Ya sé que después de conocer el resultado para lo que algunos fue la gloria, para los otros resultó algo parecido al infierno. Pero lo maravilloso fue que todas las previsiones volaron en pedazos cuando se puso el balón a rodar y frente a frente se vieron las caras lo que yo llamo un duelo de energías, el yin y el yang, «la ilusión del éxito» contra «la adrenalina de la amenaza» representados por una Real que aspira al cielo del ascenso contra un Alavés que clama por una salvación milagrosa.
Cuando quedaban suspiros para el desenlace viejos fantasmas del pasado comenzaron a danzar por las gradas de los abatidos alaveses, cantos de dulces sirenas endulzaban los oídos realistas. Parecía que nada cambiaría el guión escrito por el destino.
Sólo la determinación, fe y orgullo de un grupo de futbolistas que ante la adversidad -la peor de las interminables a lo largo de una temporada cruel- cogió el atuendo de heroicos gladiadores y lograron en dos minutos mágicos cambiar la historia.
Desde la lógica parece imposible que en ese tiempo un equipo marque lo que no pudo con merecimientos a lo largo de muchísimos partidos. Además, con la enorme dificultad de verse abajo ante un rival supermotivado, poderoso, que acaricia la gloria.
Desde la emoción nadie puede resultar indiferente a un suceso que debe quedar marcado a fuego en la memoria albiazul. Porque después de que Toni Moral decretara el 3-2 increíble, el delirio vivido por esas almas que pasaron en segundos del drama de la Segunda B, la posibilidad de desaparición de la entidad ante los efectos de la Ley concursal a la locura desatada por la euforia, sólo el fútbol puede generar tal carga de emociones encontradas.

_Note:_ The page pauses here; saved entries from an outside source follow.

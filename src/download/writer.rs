//! Streaming file writer with backpressure
//!
//! The response stream is the producer and the destination file is the
//! consumer. The loop never requests the next chunk while the previous
//! write is still draining: the await on the write future is the drain
//! signal, so at most one unacknowledged write is ever outstanding and a
//! fast network cannot buffer ahead of a slow disk.

use crate::core::progress::Progress;
use crate::error::PahedlError;
use crate::utils::{filename, mime};
use bytes::Bytes;
use futures_util::{Stream, StreamExt};
use reqwest::header::{HeaderMap, CONTENT_DISPOSITION, CONTENT_LENGTH};
use std::path::{Path, PathBuf};
use tokio::fs::File;
use tokio::io::{AsyncWrite, AsyncWriteExt};
use tracing::{debug, info, warn};
use url::Url;

/// Progress observer invoked after every drained chunk.
pub type ProgressFn = dyn Fn(&Progress) + Send + Sync;

/// What the response resolved to on disk.
#[derive(Debug, Clone, PartialEq, Eq)]
pub struct DownloadTarget {
    pub filename: String,
    pub mime_type: String,
    /// Expected size from `Content-Length`, when present
    pub size_bytes: Option<u64>,
}

impl DownloadTarget {
    /// Derive the target from the final response headers and URL.
    ///
    /// Filename fallbacks in priority order: `Content-Disposition`
    /// filename, the `file` query parameter of the final URL, then a
    /// generated extension-less name.
    pub fn derive(headers: &HeaderMap, final_url: &Url) -> Self {
        let filename = headers
            .get(CONTENT_DISPOSITION)
            .and_then(|v| v.to_str().ok())
            .and_then(filename::from_content_disposition)
            .or_else(|| filename::from_file_query(final_url))
            .map(|name| filename::to_safe_filename(&name))
            .unwrap_or_else(filename::generated);

        let mime_type = mime::mime_for_filename(&filename).to_string();

        let size_bytes = headers
            .get(CONTENT_LENGTH)
            .and_then(|v| v.to_str().ok())
            .and_then(|v| v.parse().ok());

        Self {
            filename,
            mime_type,
            size_bytes,
        }
    }
}

/// Result of a completed streaming write.
#[derive(Debug)]
pub struct DownloadOutcome {
    pub target: DownloadTarget,
    pub path: PathBuf,
    pub bytes_written: u64,
}

/// Copy a chunk stream into the destination one chunk at a time.
///
/// Returns the cumulative byte count, which equals the sum of all chunk
/// lengths the producer delivered. Any write error terminates the loop
/// immediately; the producer is never read again after a failure.
pub async fn stream_to_writer<S, E, W>(
    mut stream: S,
    dest: &mut W,
    mut on_chunk: impl FnMut(u64),
) -> Result<u64, PahedlError>
where
    S: Stream<Item = Result<Bytes, E>> + Unpin,
    E: Into<PahedlError>,
    W: AsyncWrite + Unpin,
{
    let mut written: u64 = 0;

    while let Some(chunk) = stream.next().await {
        let chunk = chunk.map_err(Into::into)?;
        // write_all resolves only once the destination has drained the
        // whole chunk; suspending here is the backpressure wait
        dest.write_all(&chunk).await?;
        written += chunk.len() as u64;
        on_chunk(written);
    }

    dest.flush().await?;
    Ok(written)
}

/// Stream the final response body to `output_dir/<derived filename>`.
///
/// The file is created (or truncated) directly at the derived name; no
/// directories are created. A failed write aborts and removes the partial
/// file.
pub async fn download_response(
    response: reqwest::Response,
    output_dir: &Path,
    progress: Option<&ProgressFn>,
) -> Result<DownloadOutcome, PahedlError> {
    let target = DownloadTarget::derive(response.headers(), response.url());
    let path = output_dir.join(&target.filename);
    info!(
        "writing {} ({}, {} expected)",
        path.display(),
        target.mime_type,
        target
            .size_bytes
            .map(|s| s.to_string())
            .unwrap_or_else(|| "unknown size".to_string())
    );

    let mut file = File::create(&path).await?;
    let mut tracker = Progress::new(target.size_bytes);
    let stream = response.bytes_stream();

    let result = stream_to_writer(stream, &mut file, |written| {
        tracker.update(written);
        if let Some(cb) = progress {
            cb(&tracker);
        }
    })
    .await;

    match result {
        Ok(bytes_written) => {
            debug!("write complete: {} bytes", bytes_written);
            Ok(DownloadOutcome {
                target,
                path,
                bytes_written,
            })
        }
        Err(e) => {
            warn!("streaming write aborted: {}", e);
            drop(file);
            let _ = tokio::fs::remove_file(&path).await;
            Err(e)
        }
    }
}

Todavía quedan 90 minutos de sufrimiento para llegar al objetivo. Pero nadie puede robar a la gente los hermosos momentos del domingo 8 de junio, cuando una vez más comprobamos la magia única del fútbol. Nos dio una vieja lección, como dice una frase del desaparecido escritor Almafuerte: «no te des por vencido ni aún vencido».
Gracias jugadores. Gracias fútbol. Y suerte al Alavés para Vigo.